We do best influence other by insurrection rather than revolution, and by example not force.

 

 

Let me quote further down under the section on Thought and Works: “In The Ego and Its Own, Stirner launched a radical anti-authoritarian and individualist critique of contemporary Prussian society, and modern western society. He offered an approach to human existence which depicted the self as a creative non-entity, beyond language and reality.”

 

My response: This quote shows why the postmodernists love this guy. The self to Stirner was a creative nothing, but not a non-entity, unless entity means a self that is defined by a rational type, idea or identity. When Stirner refers to the willing egoist as a creative nothing, he also considers this individual to be Unique and singular, a very distinctive if indefinable non-entity.

 

Further down the author writes this lovely, clear passage: “Individual self-realization rests on each individual’s desire to fulfill his or her own egoism. An ‘unwilling’egoist is ‘possessed by an empty idea and believes that he is fulfilling a higher cause., usually unaware  that he is only fulfilling his own desires to be happy or secure. A ‘willing egoist,’ in contrast, is a person who is able to freely choose his actions, fully aware that they are only fulfilling individual desires. A voluntary egoist is the possessor of his concepts; an involuntary egoist is possessed by concepts. Only when the individual realized that all sacred truths . . . are nothing other than artificial concepts, and not to be obeyed, can he act freely. For Stirner, to be free is to both be one’s own ‘creature’ (in the sense of ‘creation’) and one’s own ‘creator’ (dislocating the traditional role assigned to the gods).”

 

My response: The unwilling egoist is either deceived and serving an empty idea, or his guru that he follows has hollowed out and radicalized a good idea, and it is now a fetish or fixed idea worshiped by true believers. One can serve a higher cause and should, if it is a good idea, and one does it as an individuating objective egoist, that is moderate not fanatical about the ism that he favors and fights for.
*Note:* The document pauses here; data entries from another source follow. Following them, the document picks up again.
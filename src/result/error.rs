//! Error types for expectr

use std::time::Duration;
use thiserror::Error;

/// Errors that can occur while driving a spawned session.
///
/// Most methods return `Result<T, ExpectError>`. The variants map directly
/// onto the ways a blocking wait can go wrong: bad arguments are rejected
/// before anything blocks, a deadline elapsing surfaces as [`Timeout`]
/// at the end of the call, and I/O trouble on a live stream is passed
/// through rather than retried.
///
/// [`Timeout`]: ExpectError::Timeout
///
/// # Examples
///
/// ```no_run
/// use expectr::{ExpectError, Session};
///
/// # async fn example() -> Result<(), Box<dyn std::error::Error>> {
/// let mut session = Session::spawn("some-command")?;
///
/// match session.expect_timeout("done", 5.0).await {
///     Ok(()) => println!("matched"),
///     Err(ExpectError::Timeout { after }) => {
///         eprintln!("timed out after {:?}", after);
///     }
///     Err(ExpectError::StreamEnded) => {
///         eprintln!("spawn closed its output before matching");
///     }
///     Err(e) => return Err(e.into()),
/// }
/// # Ok(())
/// # }
/// ```
#[derive(Error, Debug)]
pub enum ExpectError {
    /// Timeout value out of range.
    ///
    /// Timeouts are given in seconds; `-1` means "wait forever" and anything
    /// below that is rejected before the call blocks.
    #[error("timeout must be >= -1 seconds, was {value}")]
    InvalidTimeout {
        /// The rejected value.
        value: f64,
    },

    /// The deadline elapsed before the pattern matched or the spawn closed.
    ///
    /// Also reported by [`Session::last_expect_timed_out`] until the next
    /// blocking call starts.
    ///
    /// [`Session::last_expect_timed_out`]: crate::Session::last_expect_timed_out
    #[error("timeout after {after:?}")]
    Timeout {
        /// How long the call was allowed to wait.
        after: Duration,
    },

    /// The output stream ended before the pattern matched.
    ///
    /// The spawn closed its output (usually because it exited) while an
    /// expect call was still scanning, and before the deadline elapsed.
    #[error("output stream ended before the pattern matched")]
    StreamEnded,

    /// I/O error on a live stream.
    ///
    /// Reading from the spawn's output or writing to its input failed.
    #[error("I/O error: {0}")]
    Io(#[from] std::io::Error),

    /// A blocking wait was interrupted by session shutdown.
    ///
    /// Raised when [`Session::stop`] wakes a call that was still waiting.
    ///
    /// [`Session::stop`]: crate::Session::stop
    #[error("blocking wait interrupted: {0}")]
    Interrupted(String),

    /// Exit code requested while the spawn is still running.
    #[error("spawn has not terminated")]
    NotTerminated,

    /// The spawn could not be started.
    ///
    /// Command not found, PTY allocation failure, connection refused, and
    /// similar launch-time trouble.
    #[error("failed to launch spawn: {0}")]
    Launch(String),
}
Primarily the willing egoist is to pursue his own desires, but the desires of God and others must be considered to, and his workable plan is how to prioritize these competing claims on his time and resources.

 

The maverizer is devoted to his ideals, but not possessed by them unless his allegiance is fanatical. The maverizer will own and modify his concepts, while also being shaped by living in accordance with them.

 

One more quote from this article, from the section entitled The Self: “Stirner’s definition of ‘fixed ideas’ and absolute concepts (termed ‘spooks’ of contemporary philosophy) led him to a concept of the self that is like a nameless void, impossible to fully comprehend; a so-called ‘creative nothing’ from which mind and creativity will arise. Stirner arrived at this ‘creative nothing’ by concentrating purely on the self and not on external concepts; he later described the self as an ‘end-point of language,’ meaning the point at which all description comes to an end, where description is no longer possible. This endpoint is also the place where all description begins, where the individual self can describe (and therefore create) the world of its own meaning.”

 

My response: If the self is a nameless void or a creative nothing that is impossible to fully comprehend as our thought or consciousness is beyond our words and concepts to describe, conceptualize, and then explain, then self-knowledge is impossible. I am not so skeptical, but I also know the self is immortal and connected infinite spirit, so that might never be fully quantifiable or explainable.